Directions → All of the data is to be restated word for word.
----- Data excerpts -----
//! Scan decision (§3, §6.2): the scanner's verdict on a request or response body.

use serde::{Deserialize, Serialize};
use std::collections::HashMap;

#[derive(Debug, Clone, Copy, PartialEq, Eq, Serialize, Deserialize)]
#[serde(rename_all = "UPPERCASE")]
pub enum ScanDecision {
    Allow,
    Warn,
    Block,
}

/// The action actually taken, after policy mapping (§4.3). Distinct from [`ScanDecision`]:
/// a `WARN` decision maps to `action_on_warn`, which may itself be `allow` or `block`.
#[derive(Debug, Clone, Copy, PartialEq, Eq, Serialize, Deserialize)]
#[serde(rename_all = "lowercase")]
pub enum ScanAction {
    Allow,
    Warn,
    Block,
}

impl std::fmt::Display for ScanAction {
    fn fmt(&self, f: &mut std::fmt::Formatter<'_>) -> std::fmt::Result {
        let s = match self {
            ScanAction::Allow => "allow",
            ScanAction::Warn => "warn",
            ScanAction::Block => "block",
        };
        f.write_str(s)
    }
}

#[derive(Debug, Clone, Serialize, Deserialize)]
pub struct Threat {
    pub category: String,
    pub pattern: String,
    pub location: String,
    pub severity: String,
    pub description: String,
}

#[derive(Debug, Clone, Serialize, Deserialize)]
pub struct ScanResult {
    pub decision: ScanDecision,
    pub reason: String,
    #[serde(default)]
    pub scores: HashMap<String, f64>,
    #[serde(default)]
    pub threats_found: Vec<Threat>,
    #[serde(default)]
    pub sanitized_text: Option<String>,
    #[serde(default)]
    pub recommended_action: Option<String>,
    #[serde(default)]
    pub request_id: Option<String>,
    #[serde(default)]
    pub latency_ms: Option<u64>,
    #[serde(default)]
    pub metadata: Option<serde_json::Value>,
}

impl ScanResult {
    /// Combined score: the maximum across all reported stage scores, or 0.0 if none.
    pub fn combined_score(&self) -> f64 {
        self.scores.values().cloned().fold(0.0, f64::max)
    }
}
-----
Written answer →
//! Scan decision (§3, §6.2): the scanner's verdict on a request or response body.

use serde::{Deserialize, Serialize};
use std::collections::HashMap;

#[derive(Debug, Clone, Copy, PartialEq, Eq, Serialize, Deserialize)]
#[serde(rename_all = "UPPERCASE")]
pub enum ScanDecision {
    Allow,
    Warn,
    Block,
}

/// The action actually taken, after policy mapping (§4.3). Distinct from [`ScanDecision`]:
/// a `WARN` decision maps to `action_on_warn`, which may itself be `allow` or `block`.
#[derive(Debug, Clone, Copy, PartialEq, Eq, Serialize, Deserialize)]
#[serde(rename_all = "lowercase")]
pub enum ScanAction {
    Allow,
    Warn,
    Block,
}

impl std::fmt::Display for ScanAction {
    fn fmt(&self, f: &mut std::fmt::Formatter<'_>) -> std::fmt::Result {
        let s = match self {
            ScanAction::Allow => "allow",
            ScanAction::Warn => "warn",
            ScanAction::Block => "block",
        };
        f.write_str(s)
    }
}

#[derive(Debug, Clone, Serialize, Deserialize)]
pub struct Threat {
    pub category: String,
    pub pattern: String,
    pub location: String,
    pub severity: String,
    pub description: String,
}

#[derive(Debug, Clone, Serialize, Deserialize)]
pub struct ScanResult {
    pub decision: ScanDecision,
    pub reason: String,
    #[serde(default)]
    pub scores: HashMap<String, f64>,
    #[serde(default)]
    pub threats_found: Vec<Threat>,
    #[serde(default)]
    pub sanitized_text: Option<String>,
    #[serde(default)]
    pub recommended_action: Option<String>,
    #[serde(default)]
    pub request_id: Option<String>,
    #[serde(default)]
    pub latency_ms: Option<u64>,
    #[serde(default)]
    pub metadata: Option<serde_json::Value>,
}

impl ScanResult {
    /// Combined score: the maximum across all reported stage scores, or 0.0 if none.
    pub fn combined_score(&self) -> f64 {
        self.scores.values().cloned().fold(0.0, f64::max)
    }
}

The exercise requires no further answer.